Through his own suffering, Ted Kennedy became more alive to the plight and suffering of others – the sick child who could not see a doctor; the young soldier sent to battle without armor; the citizen denied her rights because of what she looks like or who she loves or where she comes from. The landmark laws that he championed -- the Civil Rights Act, the Americans with Disabilities Act, immigration reform, children’s health care, the Family and Medical Leave Act –all have a running thread. Ted Kennedy’s life’s work was not to champion those with wealth or power or special connections. It was to give a voice to those who were not heard; to add a rung to the ladder of opportunity; to make real the dream of our founding. He was given the gift of time that his brothers were not, and he used that gift to touch as many lives and right as many wrongs as the years would allow.

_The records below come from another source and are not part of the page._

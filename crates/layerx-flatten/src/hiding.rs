//! Path-hiding state for one merge pass.
//!
//! Layers are replayed highest precedence first, so by the time a lower
//! layer's entry is considered, everything that should shadow it has
//! already been recorded here: paths already written (`seen`) and
//! subtrees blocked by deletions or by terminal entries (`rules`).

use std::collections::{HashMap, HashSet};
use std::fmt;

use indexmap::IndexSet;

/// Why a subtree is hidden from lower-precedence layers.
#[derive(Debug, Clone, Copy, PartialEq, Eq, Hash)]
pub enum HideReason {
    /// A whiteout marker deleted the path.
    Removal,
    /// A non-directory already occupies the path, so nothing can live
    /// beneath it.
    Presence,
    /// An opaque-directory marker hides everything beneath the path, but
    /// not the path itself.
    Opaque,
}

impl fmt::Display for HideReason {
    fn fmt(&self, f: &mut fmt::Formatter<'_>) -> fmt::Result {
        match self {
            Self::Removal => write!(f, "removal"),
            Self::Presence => write!(f, "presence"),
            Self::Opaque => write!(f, "opaque directory"),
        }
    }
}

/// A recorded path that blocks lower-precedence entries.
#[derive(Debug, Clone, PartialEq, Eq, Hash)]
pub struct HidingRule {
    /// Normalized archive path the rule applies to.
    pub path: String,
    /// Why the path is blocked.
    pub reason: HideReason,
}

impl HidingRule {
    /// Whether this rule blocks `path`.
    ///
    /// A rule blocks its own path and every path beneath it; opaque rules
    /// block only what is beneath.
    #[must_use]
    pub fn hides(&self, path: &str) -> bool {
        match self.reason {
            HideReason::Opaque => is_strict_descendant(&self.path, path),
            HideReason::Removal | HideReason::Presence => {
                path == self.path || is_strict_descendant(&self.path, path)
            }
        }
    }
}

fn is_strict_descendant(ancestor: &str, path: &str) -> bool {
    if ancestor.is_empty() {
        return !path.is_empty();
    }
    path.strip_prefix(ancestor)
        .is_some_and(|rest| rest.starts_with('/'))
}

/// Paths written and subtrees blocked so far in a merge pass.
///
/// Rules are indexed by path, so a lookup costs one map lookup per component
/// of the queried path regardless of how many rules exist.
#[derive(Debug, Default)]
pub struct PathHidingState {
    seen: HashSet<String>,
    rules: IndexSet<HidingRule>,
    by_path: HashMap<String, Vec<usize>>,
}

impl PathHidingState {
    /// Creates an empty state.
    #[must_use]
    pub fn new() -> Self {
        Self::default()
    }

    /// Whether `path` was already written by a higher-precedence entry.
    #[must_use]
    pub fn is_seen(&self, path: &str) -> bool {
        self.seen.contains(path)
    }

    /// Records that `path` was written.
    pub fn mark_seen(&mut self, path: &str) {
        let _ = self.seen.insert(path.to_string());
    }

    /// Records a hiding rule. Returns `false` if it was already present.
    pub fn record(&mut self, path: &str, reason: HideReason) -> bool {
        let (index, inserted) = self.rules.insert_full(HidingRule {
            path: path.to_string(),
            reason,
        });
        if inserted {
            self.by_path.entry(path.to_string()).or_default().push(index);
        }
        inserted
    }

    /// Returns the earliest recorded rule that hides `path`, if any.
    ///
    /// Only rules on `path` itself or on one of its ancestors (the archive
    /// root included) can match.
    #[must_use]
    pub fn hidden_by(&self, path: &str) -> Option<&HidingRule> {
        let root = (!path.is_empty()).then_some("");
        let ancestors = path.match_indices('/').map(|(at, _)| &path[..at]);
        root.into_iter()
            .chain(ancestors)
            .chain(std::iter::once(path))
            .filter_map(|candidate| self.by_path.get(candidate))
            .flatten()
            .copied()
            .filter(|&index| self.rules.get_index(index).is_some_and(|rule| rule.hides(path)))
            .min()
            .and_then(|index| self.rules.get_index(index))
    }

    /// Number of paths written so far.
    #[must_use]
    pub fn seen_count(&self) -> usize {
        self.seen.len()
    }

    /// Recorded rules, in insertion order.
    pub fn rules(&self) -> impl Iterator<Item = &HidingRule> {
        self.rules.iter()
    }
}

/// Normalizes an archive entry name for comparison.
///
/// Leading `./`, repeated separators and trailing separators are dropped,
/// so `./etc/`, `etc` and `etc//` all compare equal. The archive root
/// normalizes to the empty string.
#[must_use]
pub fn normalize_entry_path(name: &str) -> String {
    name.split('/')
        .filter(|part| !part.is_empty() && *part != ".")
        .collect::<Vec<_>>()
        .join("/")
}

We can still hear his voice bellowing through the Senate chamber, face reddened, fist pounding the podium, a veritable force of nature, in support of health care or workers’ rights or civil rights. And yet, while his causes became deeply personal, his disagreements never did. While he was seen by his fiercest critics as a partisan lightning rod, that is not the prism through which Ted Kennedy saw the world, nor was it the prism through which his colleagues saw him. He was a product of an age when the joy and nobility of politics prevented differences of party and philosophy from becoming barriers to cooperation and mutual respect – a time when adversaries still saw each other as patriots.

And that’s how Ted Kennedy became the greatest legislator of our time. He did it by hewing to principle, but also by seeking compromise and common cause – not through deal-making and horse-trading alone, but through friendship, and kindness, and humor. There was the time he courted Orrin Hatch’s support for the Children’s Health Insurance Program by having his Chief of Staff serenade the Senator with a song Orrin had written himself; the time he delivered shamrock cookies on a china plate to sweeten up a crusty Republican colleague; and the famous story of how he won the support of a Texas Committee Chairman on an immigration bill. Teddy walked into a meeting with a plain manila envelope, and showed only the Chairman that it was filled with the Texan’s favorite cigars. When the negotiations were going well, he would inch the envelope closer to the Chairman. When they weren’t, he would pull it back. Before long, the deal was done.

It was only a few years ago, on St. Patrick's Day, when Teddy buttonholed me on the floor of the Senate for my support on a certain piece of legislation that was coming up for vote. I gave him my pledge, but expressed my skepticism that it would pass. But when the roll call was over, the bill garnered the votes it needed, and then some. I looked at Teddy with astonishment and asked how he had pulled it off. He just patted me on the back, and said “Luck of the Irish!”

I also liked this quite a bit:

We cannot know for certain how long we have here. We cannot foresee the trials or misfortunes that will test us along the way. We cannot know God’s plan for us.

What we can do is to live out our lives as best we can with purpose, and love, and joy. We can use each day to show those who are closest to us how much we care about them, and treat others with the kindness and respect that we wish for ourselves. We can learn from our mistakes and grow from our failures. And we can strive at all costs to make a better world, so that someday, if we are blessed with the chance to look back on our time here, we can know that we spent it well; that we made a difference; that our fleeting presence had a lasting impact on the lives of other human beings.

This is how Ted Kennedy lived. This is his legacy.

If the wingnuts want to turn Kennedy's funeral into another liberal-bashing opportunity, they'll have to dig up someone else's eulogy.